**Instructions to follow**: Copy out, word for word, the lines from the start of the data below through the line containing "comma-separated origins, or", and no others.
*** Opening Records provided ***
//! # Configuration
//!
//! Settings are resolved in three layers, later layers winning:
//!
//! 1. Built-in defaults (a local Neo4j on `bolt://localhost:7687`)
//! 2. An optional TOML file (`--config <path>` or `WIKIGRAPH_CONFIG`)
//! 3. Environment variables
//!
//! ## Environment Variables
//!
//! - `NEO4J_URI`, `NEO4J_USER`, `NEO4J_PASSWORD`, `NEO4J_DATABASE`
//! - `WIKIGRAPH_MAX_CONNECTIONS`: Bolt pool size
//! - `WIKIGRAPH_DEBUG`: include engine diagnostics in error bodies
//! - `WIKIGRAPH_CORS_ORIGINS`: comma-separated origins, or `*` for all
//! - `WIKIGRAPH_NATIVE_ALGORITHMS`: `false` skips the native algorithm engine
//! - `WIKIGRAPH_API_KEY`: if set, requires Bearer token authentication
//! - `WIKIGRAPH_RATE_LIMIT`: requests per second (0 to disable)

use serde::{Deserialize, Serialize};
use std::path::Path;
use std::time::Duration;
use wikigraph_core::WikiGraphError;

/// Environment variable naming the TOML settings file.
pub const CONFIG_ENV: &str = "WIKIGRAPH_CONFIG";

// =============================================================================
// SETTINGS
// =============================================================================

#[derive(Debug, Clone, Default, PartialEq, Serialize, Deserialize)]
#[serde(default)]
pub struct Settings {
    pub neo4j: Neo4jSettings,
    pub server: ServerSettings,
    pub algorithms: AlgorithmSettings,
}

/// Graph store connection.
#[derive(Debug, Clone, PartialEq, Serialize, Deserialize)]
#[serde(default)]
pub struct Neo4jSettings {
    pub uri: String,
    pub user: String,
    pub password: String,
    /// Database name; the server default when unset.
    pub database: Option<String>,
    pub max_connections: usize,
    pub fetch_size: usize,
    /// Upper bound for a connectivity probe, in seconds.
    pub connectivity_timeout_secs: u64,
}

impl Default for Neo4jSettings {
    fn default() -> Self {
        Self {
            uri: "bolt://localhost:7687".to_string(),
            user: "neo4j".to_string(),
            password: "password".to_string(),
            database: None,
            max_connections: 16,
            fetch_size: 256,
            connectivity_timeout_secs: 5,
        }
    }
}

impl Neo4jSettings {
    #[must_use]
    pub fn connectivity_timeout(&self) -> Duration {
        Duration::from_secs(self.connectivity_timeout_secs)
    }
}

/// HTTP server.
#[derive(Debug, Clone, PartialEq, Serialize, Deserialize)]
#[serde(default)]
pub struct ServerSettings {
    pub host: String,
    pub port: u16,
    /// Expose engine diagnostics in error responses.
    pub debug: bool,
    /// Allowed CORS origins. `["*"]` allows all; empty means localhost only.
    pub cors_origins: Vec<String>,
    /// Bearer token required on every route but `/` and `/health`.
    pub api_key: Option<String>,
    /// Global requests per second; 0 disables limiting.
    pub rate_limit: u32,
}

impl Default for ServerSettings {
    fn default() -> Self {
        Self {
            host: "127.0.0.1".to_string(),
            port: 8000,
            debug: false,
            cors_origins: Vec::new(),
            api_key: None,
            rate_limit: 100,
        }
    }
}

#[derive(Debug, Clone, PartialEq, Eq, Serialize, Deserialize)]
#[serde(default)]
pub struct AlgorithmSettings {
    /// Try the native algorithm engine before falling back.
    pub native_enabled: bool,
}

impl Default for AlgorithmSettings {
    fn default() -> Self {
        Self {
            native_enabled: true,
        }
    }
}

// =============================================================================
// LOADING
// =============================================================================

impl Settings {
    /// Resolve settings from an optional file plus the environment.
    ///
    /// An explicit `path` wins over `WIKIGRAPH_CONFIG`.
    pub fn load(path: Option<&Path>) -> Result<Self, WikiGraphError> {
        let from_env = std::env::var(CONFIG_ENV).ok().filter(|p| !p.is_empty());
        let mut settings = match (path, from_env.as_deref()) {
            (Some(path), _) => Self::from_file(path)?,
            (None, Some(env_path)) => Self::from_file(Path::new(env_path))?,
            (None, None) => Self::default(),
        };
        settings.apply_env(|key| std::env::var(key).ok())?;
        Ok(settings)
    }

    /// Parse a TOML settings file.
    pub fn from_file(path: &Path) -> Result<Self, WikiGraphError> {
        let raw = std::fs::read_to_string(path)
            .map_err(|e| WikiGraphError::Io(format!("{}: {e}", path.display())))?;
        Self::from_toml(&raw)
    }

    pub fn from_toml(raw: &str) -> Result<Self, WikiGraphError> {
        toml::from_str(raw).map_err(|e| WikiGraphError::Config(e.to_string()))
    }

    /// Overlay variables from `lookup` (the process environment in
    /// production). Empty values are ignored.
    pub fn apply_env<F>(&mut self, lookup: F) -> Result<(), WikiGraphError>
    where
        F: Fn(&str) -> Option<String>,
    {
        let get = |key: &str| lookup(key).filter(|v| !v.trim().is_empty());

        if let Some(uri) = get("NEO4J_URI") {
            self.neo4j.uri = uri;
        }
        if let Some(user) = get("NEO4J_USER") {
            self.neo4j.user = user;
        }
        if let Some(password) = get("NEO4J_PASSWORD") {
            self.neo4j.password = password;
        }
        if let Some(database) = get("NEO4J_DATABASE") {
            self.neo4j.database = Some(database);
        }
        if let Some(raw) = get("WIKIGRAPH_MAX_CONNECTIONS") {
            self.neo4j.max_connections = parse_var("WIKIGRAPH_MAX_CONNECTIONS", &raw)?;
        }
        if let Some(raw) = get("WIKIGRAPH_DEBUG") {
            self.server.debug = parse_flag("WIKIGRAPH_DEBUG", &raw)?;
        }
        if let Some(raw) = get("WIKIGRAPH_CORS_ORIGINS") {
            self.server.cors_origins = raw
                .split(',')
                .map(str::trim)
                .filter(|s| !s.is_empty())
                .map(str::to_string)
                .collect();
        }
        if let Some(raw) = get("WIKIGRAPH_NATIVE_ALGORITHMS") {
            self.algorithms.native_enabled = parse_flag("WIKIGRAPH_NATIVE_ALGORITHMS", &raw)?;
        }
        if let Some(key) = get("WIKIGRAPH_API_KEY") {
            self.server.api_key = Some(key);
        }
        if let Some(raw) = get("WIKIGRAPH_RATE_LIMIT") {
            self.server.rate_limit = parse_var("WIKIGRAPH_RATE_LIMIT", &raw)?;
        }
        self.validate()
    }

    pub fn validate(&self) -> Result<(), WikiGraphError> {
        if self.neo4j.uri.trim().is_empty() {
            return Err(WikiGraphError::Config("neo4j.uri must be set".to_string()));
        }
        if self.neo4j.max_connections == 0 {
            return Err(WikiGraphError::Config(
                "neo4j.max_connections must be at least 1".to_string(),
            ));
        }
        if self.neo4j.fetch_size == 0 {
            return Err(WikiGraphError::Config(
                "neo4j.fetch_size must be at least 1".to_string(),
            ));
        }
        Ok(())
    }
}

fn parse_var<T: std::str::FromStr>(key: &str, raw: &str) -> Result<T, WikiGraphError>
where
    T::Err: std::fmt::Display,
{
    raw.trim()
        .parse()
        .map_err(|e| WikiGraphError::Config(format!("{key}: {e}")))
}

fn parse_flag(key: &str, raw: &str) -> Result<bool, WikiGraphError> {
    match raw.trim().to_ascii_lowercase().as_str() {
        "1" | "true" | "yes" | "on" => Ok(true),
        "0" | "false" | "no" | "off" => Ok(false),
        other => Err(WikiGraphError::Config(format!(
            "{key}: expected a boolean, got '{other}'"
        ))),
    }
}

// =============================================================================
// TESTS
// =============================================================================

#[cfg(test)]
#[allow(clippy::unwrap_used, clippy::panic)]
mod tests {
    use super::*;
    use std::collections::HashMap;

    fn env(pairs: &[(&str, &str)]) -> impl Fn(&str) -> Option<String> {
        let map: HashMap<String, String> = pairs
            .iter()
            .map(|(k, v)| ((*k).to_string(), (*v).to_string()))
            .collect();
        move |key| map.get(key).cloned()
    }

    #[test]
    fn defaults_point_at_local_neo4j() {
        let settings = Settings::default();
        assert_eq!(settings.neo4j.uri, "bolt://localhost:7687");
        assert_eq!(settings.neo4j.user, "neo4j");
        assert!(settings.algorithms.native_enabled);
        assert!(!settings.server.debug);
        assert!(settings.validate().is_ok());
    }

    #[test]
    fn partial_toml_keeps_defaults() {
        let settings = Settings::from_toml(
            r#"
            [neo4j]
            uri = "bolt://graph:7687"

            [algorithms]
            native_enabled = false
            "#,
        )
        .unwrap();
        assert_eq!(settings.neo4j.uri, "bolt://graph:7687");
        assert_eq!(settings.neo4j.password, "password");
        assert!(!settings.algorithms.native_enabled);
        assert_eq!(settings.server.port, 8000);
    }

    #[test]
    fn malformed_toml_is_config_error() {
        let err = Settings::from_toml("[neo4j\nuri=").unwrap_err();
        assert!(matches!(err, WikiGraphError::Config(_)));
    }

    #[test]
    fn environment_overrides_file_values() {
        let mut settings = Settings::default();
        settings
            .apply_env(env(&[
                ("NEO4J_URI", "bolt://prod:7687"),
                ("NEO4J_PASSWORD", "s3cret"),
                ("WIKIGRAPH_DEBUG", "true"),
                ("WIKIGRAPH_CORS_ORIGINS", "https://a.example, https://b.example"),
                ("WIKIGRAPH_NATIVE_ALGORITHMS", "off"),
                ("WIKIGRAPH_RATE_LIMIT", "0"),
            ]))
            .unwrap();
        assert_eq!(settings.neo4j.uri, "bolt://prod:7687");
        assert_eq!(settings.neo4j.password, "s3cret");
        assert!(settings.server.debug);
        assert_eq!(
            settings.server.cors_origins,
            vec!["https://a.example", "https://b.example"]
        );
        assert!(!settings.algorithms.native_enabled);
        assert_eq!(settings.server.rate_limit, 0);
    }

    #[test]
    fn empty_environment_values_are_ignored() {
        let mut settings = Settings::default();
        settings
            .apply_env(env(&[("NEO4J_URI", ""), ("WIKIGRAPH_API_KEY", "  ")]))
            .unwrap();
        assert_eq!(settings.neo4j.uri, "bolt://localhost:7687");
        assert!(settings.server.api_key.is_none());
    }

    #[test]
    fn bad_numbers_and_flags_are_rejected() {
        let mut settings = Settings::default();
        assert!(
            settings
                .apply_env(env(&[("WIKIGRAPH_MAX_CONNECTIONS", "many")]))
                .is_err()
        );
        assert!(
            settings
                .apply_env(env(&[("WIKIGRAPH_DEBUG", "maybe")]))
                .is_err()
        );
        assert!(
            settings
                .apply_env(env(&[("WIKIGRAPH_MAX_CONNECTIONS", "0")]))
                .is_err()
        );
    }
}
*** Closing Records provided ***
**Written response**:
//! # Configuration
//!
//! Settings are resolved in three layers, later layers winning:
//!
//! 1. Built-in defaults (a local Neo4j on `bolt://localhost:7687`)
//! 2. An optional TOML file (`--config <path>` or `WIKIGRAPH_CONFIG`)
//! 3. Environment variables
//!
//! ## Environment Variables
//!
//! - `NEO4J_URI`, `NEO4J_USER`, `NEO4J_PASSWORD`, `NEO4J_DATABASE`
//! - `WIKIGRAPH_MAX_CONNECTIONS`: Bolt pool size
//! - `WIKIGRAPH_DEBUG`: include engine diagnostics in error bodies
//! - `WIKIGRAPH_CORS_ORIGINS`: comma-separated origins, or `*` for all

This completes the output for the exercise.